Today, through an understanding of the distinct evolutionary histories of the components of vision, and more specifically of phototransduction (see Appendix 1, 2 for details on animal phototransduction), we can now pose a specific historical hypothesis for their origin: phototransduction originated within animals by modifying an existing signaling pathway. More specifically, at some time before the divergence of jellyfish and humans, but likely after the common ancestor of sponges and humans, the first light-sensitive animal opsin protein originated. This protein did not originate from nothing, nor was it newly breathed into an ancient animal genome by a designer. Instead, opsins arose by mutation of an existing receptor to render it light-sensitive. This historical hypothesis makes numerous predictions, and available data are consistent with the hypothesis. It also makes predictions that have not yet been tested, indicating promising areas for future research.

If the hypothesis that phototransduction arose within animals is valid, then some components of phototransduction should exist within animals (e.g., sponges, cnidarians, bilaterians), but should not exist (or should possess a different function) outside of animals (e.g., choanoflagellates, fungi). Such is the case for opsin, which is present as the primary photopigment gene in most animals. Recent research shows that various cnidarians, including a hydra, a sea anemone, a hydrozoan, and a box jellyfish, possess opsins (Kozmik et al. 2008; Plachetzki et al. 2007; Suga et al. 2008). At the same time, opsins are absent from sponges and non-animals (Fig. 2). In science, demonstrating the absence of something like a gene is difficult because a skeptic can always invent a reason why the target was accidentally missed. In the case of the opsins in question, their existence is very unlikely because scientists have determined the entire genome sequence of the sponge Amphimedon queenslandica, the choanoflagellate Monosiga, and numerous fungi. There is no evidence of opsin in any of those complete genome sequences. Some proteins of sponges and non-animal species closely related to animals are in fact rather similar to opsins, but in every case, the non-animal receptors lack characteristics that specifically define opsins.
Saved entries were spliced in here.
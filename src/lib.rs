pub mod app;
pub mod config;
pub mod dto;
pub mod handler;
pub mod middlewares;
pub mod model;
pub mod repository;
pub mod router;
pub mod service;
pub mod util;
Therefore, although opsins might have been present at the origin of animals and lost in sponges, their absence instead strongly suggests that they originated within animals, before the common ancestor of humans, insects, and cnidarians, all of which possess opsins.

Fig. 2
figure 2

Opsin originated by mutation of a “serpentine protein” [also called G-protein-coupled receptor (GPCR)]. Protostomes, deuterostomes, and cnidarians possess opsins, but they are absent from porifera and non-animals. Yet, these organisms possess non-opsin GPCR proteins. This indicates that opsin originated by a GPCR gaining light sensitivity, before the common ancestor of Cnidarians, protostomes (including flies), and deuterostomes (including humans)
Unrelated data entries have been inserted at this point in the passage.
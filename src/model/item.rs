use serde::{Deserialize, Serialize};
use std::fmt;
use std::str::FromStr;
use validator::{Validate, ValidationError};

/// Item identifier. Clients may send either a JSON string or an integer and get
/// the same form back; both forms with the same text address the same record.
#[derive(Debug, Clone, Serialize, Deserialize)]
#[serde(untagged)]
pub enum ItemId {
    Number(i64),
    Text(String),
}

impl ItemId {
    /// Textual key used for lookups and storage keys
    pub fn key(&self) -> String {
        match self {
            ItemId::Number(n) => n.to_string(),
            ItemId::Text(s) => s.clone(),
        }
    }

    /// The integer value when the key is a canonical `i64`
    pub fn as_number(&self) -> Option<i64> {
        match self {
            ItemId::Number(n) => Some(*n),
            ItemId::Text(s) => canonical_i64(s),
        }
    }
}

fn canonical_i64(s: &str) -> Option<i64> {
    s.parse::<i64>().ok().filter(|n| n.to_string() == s)
}

impl PartialEq for ItemId {
    fn eq(&self, other: &Self) -> bool {
        self.key() == other.key()
    }
}

impl Eq for ItemId {}

impl fmt::Display for ItemId {
    fn fmt(&self, f: &mut fmt::Formatter<'_>) -> fmt::Result {
        match self {
            ItemId::Number(n) => write!(f, "{}", n),
            ItemId::Text(s) => write!(f, "{}", s),
        }
    }
}

impl From<&str> for ItemId {
    /// Path segments carry no JSON type, so canonical integers become `Number`.
    fn from(s: &str) -> Self {
        match canonical_i64(s) {
            Some(n) => ItemId::Number(n),
            None => ItemId::Text(s.to_string()),
        }
    }
}

impl From<i64> for ItemId {
    fn from(n: i64) -> Self {
        ItemId::Number(n)
    }
}

pub(crate) fn validate_item_id(id: &ItemId) -> Result<(), ValidationError> {
    match id {
        ItemId::Text(s) if s.trim().is_empty() => {
            let mut err = ValidationError::new("empty_id");
            err.message = Some("id cannot be empty".into());
            Err(err)
        }
        _ => Ok(()),
    }
}

#[derive(Debug, Clone, Copy, PartialEq, Eq, Serialize, Deserialize)]
#[serde(rename_all = "lowercase")]
pub enum Category {
    Clothes,
    Grocery,
    Tools,
    Consumables,
}

/// A catalog record
#[derive(Debug, Clone, PartialEq, Serialize, Deserialize, Validate)]
pub struct Item {
    #[validate(custom(function = "validate_item_id"))]
    pub id: ItemId,
    pub description: String,
    #[validate(range(min = 0.0, message = "price cannot be negative"))]
    pub price: f64,
    pub quantity: u64,
    #[serde(default, skip_serializing_if = "Option::is_none")]
    pub category: Option<Category>,
}

/// Field names accepted by the PATCH routes
#[derive(Debug, Clone, Copy, PartialEq, Eq)]
pub enum PatchField {
    Price,
    Quantity,
    Description,
}

impl PatchField {
    pub fn as_str(&self) -> &'static str {
        match self {
            PatchField::Price => "price",
            PatchField::Quantity => "quantity",
            PatchField::Description => "description",
        }
    }
}

impl FromStr for PatchField {
    type Err = String;

    fn from_str(s: &str) -> Result<Self, Self::Err> {
        match s {
            "price" => Ok(PatchField::Price),
            "quantity" => Ok(PatchField::Quantity),
            "description" => Ok(PatchField::Description),
            other => Err(format!(
                "Unknown field '{}', expected one of: price, quantity, description",
                other
            )),
        }
    }
}

/// A single-field update
#[derive(Debug, Clone, PartialEq)]
pub enum ItemPatch {
    Price(f64),
    Quantity(u64),
    Description(String),
}

impl ItemPatch {
    pub fn field(&self) -> PatchField {
        match self {
            ItemPatch::Price(_) => PatchField::Price,
            ItemPatch::Quantity(_) => PatchField::Quantity,
            ItemPatch::Description(_) => PatchField::Description,
        }
    }

    pub fn apply(&self, item: &mut Item) {
        match self {
            ItemPatch::Price(price) => item.price = *price,
            ItemPatch::Quantity(quantity) => item.quantity = *quantity,
            ItemPatch::Description(description) => item.description = description.clone(),
        }
    }

    /// The new value as it is stored
    pub fn json_value(&self) -> serde_json::Value {
        match self {
            ItemPatch::Price(price) => serde_json::json!(price),
            ItemPatch::Quantity(quantity) => serde_json::json!(quantity),
            ItemPatch::Description(description) => serde_json::json!(description),
        }
    }
}

/// The four records the demo server ships with
pub fn demo_catalog() -> Vec<Item> {
    vec![
        Item {
            id: ItemId::Number(100),
            description: "Hammer".to_string(),
            price: 9.99,
            quantity: 20,
            category: Some(Category::Tools),
        },
        Item {
            id: ItemId::Number(101),
            description: "Jeans".to_string(),
            price: 39.99,
            quantity: 100,
            category: Some(Category::Clothes),
        },
        Item {
            id: ItemId::Number(102),
            description: "Apple".to_string(),
            price: 0.50,
            quantity: 150,
            category: Some(Category::Grocery),
        },
        Item {
            id: ItemId::Number(103),
            description: "Radio AM/FM".to_string(),
            price: 25.49,
            quantity: 5,
            category: Some(Category::Consumables),
        },
    ]
}

#[cfg(test)]
mod tests {
    use super::*;
    use serde_json::json;

    #[test]
    fn test_id_keeps_its_json_form() {
        let item: Item = serde_json::from_value(json!({
            "id": 100, "description": "Hammer", "price": 9.99, "quantity": 20
        }))
        .unwrap();
        assert_eq!(item.id, ItemId::Number(100));
        assert_eq!(serde_json::to_value(&item).unwrap()["id"], json!(100));

        let item: Item = serde_json::from_value(json!({
            "id": "100", "description": "Hammer", "price": 9.99, "quantity": 20
        }))
        .unwrap();
        assert!(matches!(item.id, ItemId::Text(_)));
        assert_eq!(serde_json::to_value(&item).unwrap()["id"], json!("100"));
    }

    #[test]
    fn test_number_and_text_ids_are_the_same_key() {
        assert_eq!(ItemId::Number(100), ItemId::Text("100".to_string()));
        assert_ne!(ItemId::Number(100), ItemId::Text("0100".to_string()));
    }

    #[test]
    fn test_path_segment_parsing() {
        assert_eq!(ItemId::from("42"), ItemId::Number(42));
        assert!(matches!(ItemId::from("007"), ItemId::Text(_)));
        assert!(matches!(ItemId::from("abc"), ItemId::Text(_)));
    }

    #[test]
    fn test_category_is_optional_and_lowercase() {
        let item: Item = serde_json::from_value(json!({
            "id": 1, "description": "Nails", "price": 1.0, "quantity": 3, "category": "tools"
        }))
        .unwrap();
        assert_eq!(item.category, Some(Category::Tools));

        let plain = Item { category: None, ..item };
        let value = serde_json::to_value(&plain).unwrap();
        assert!(value.get("category").is_none());
    }

    #[test]
    fn test_unknown_category_is_rejected() {
        let result: Result<Item, _> = serde_json::from_value(json!({
            "id": 1, "description": "Nails", "price": 1.0, "quantity": 3, "category": "toys"
        }));
        assert!(result.is_err());
    }

    #[test]
    fn test_negative_values_are_rejected() {
        let negative_quantity: Result<Item, _> = serde_json::from_value(json!({
            "id": 1, "description": "Nails", "price": 1.0, "quantity": -3
        }));
        assert!(negative_quantity.is_err());

        let negative_price: Item = serde_json::from_value(json!({
            "id": 1, "description": "Nails", "price": -1.0, "quantity": 3
        }))
        .unwrap();
        assert!(negative_price.validate().is_err());
    }

    #[test]
    fn test_empty_text_id_is_invalid() {
        let item: Item = serde_json::from_value(json!({
            "id": " ", "description": "Nails", "price": 1.0, "quantity": 3
        }))
        .unwrap();
        assert!(item.validate().is_err());
    }

    #[test]
    fn test_patch_apply() {
        let mut item = demo_catalog().remove(0);
        ItemPatch::Price(12.5).apply(&mut item);
        ItemPatch::Description("Claw hammer".to_string()).apply(&mut item);
        assert_eq!(item.price, 12.5);
        assert_eq!(item.description, "Claw hammer");
        assert_eq!(item.quantity, 20);
    }

    #[test]
    fn test_patch_field_parsing() {
        assert_eq!("quantity".parse::<PatchField>().unwrap(), PatchField::Quantity);
        assert!("category".parse::<PatchField>().is_err());
    }
}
With current knowledge that opsin is the basis of light sensitivity, Darwin’s question of how a nerve becomes light sensitive can be rephrased as, “how did animal opsins originate?” Proteins rarely originate from nowhere, and opsins are no exception. Opsins form a subfamily within a larger family of proteins called G-protein-coupled receptors (GPCRs), also sometimes called serpentine proteins because they snake back and forth across cell membranes. Since serpentine proteins are present in all animals and their close relatives—including sponges, Monsiga, and fungi—we know that this broad class of proteins long predates animals. In yeast (a fungus), these receptors are sensitive to pheromones, and they even direct a signal through proteins homologous to non-opsin phototransduction proteins. As such, a signaling pathway exists outside animals, which is very similar to phototransduction, except that the receptor protein detects pheromones, not light. Receptors outside animals share some characteristics with opsin, like snaking through a cell membrane seven times. It is one of these serpentine proteins that served as the progenitor of the first opsin protein, as evidenced by the similarity of opsins and other serpentine proteins.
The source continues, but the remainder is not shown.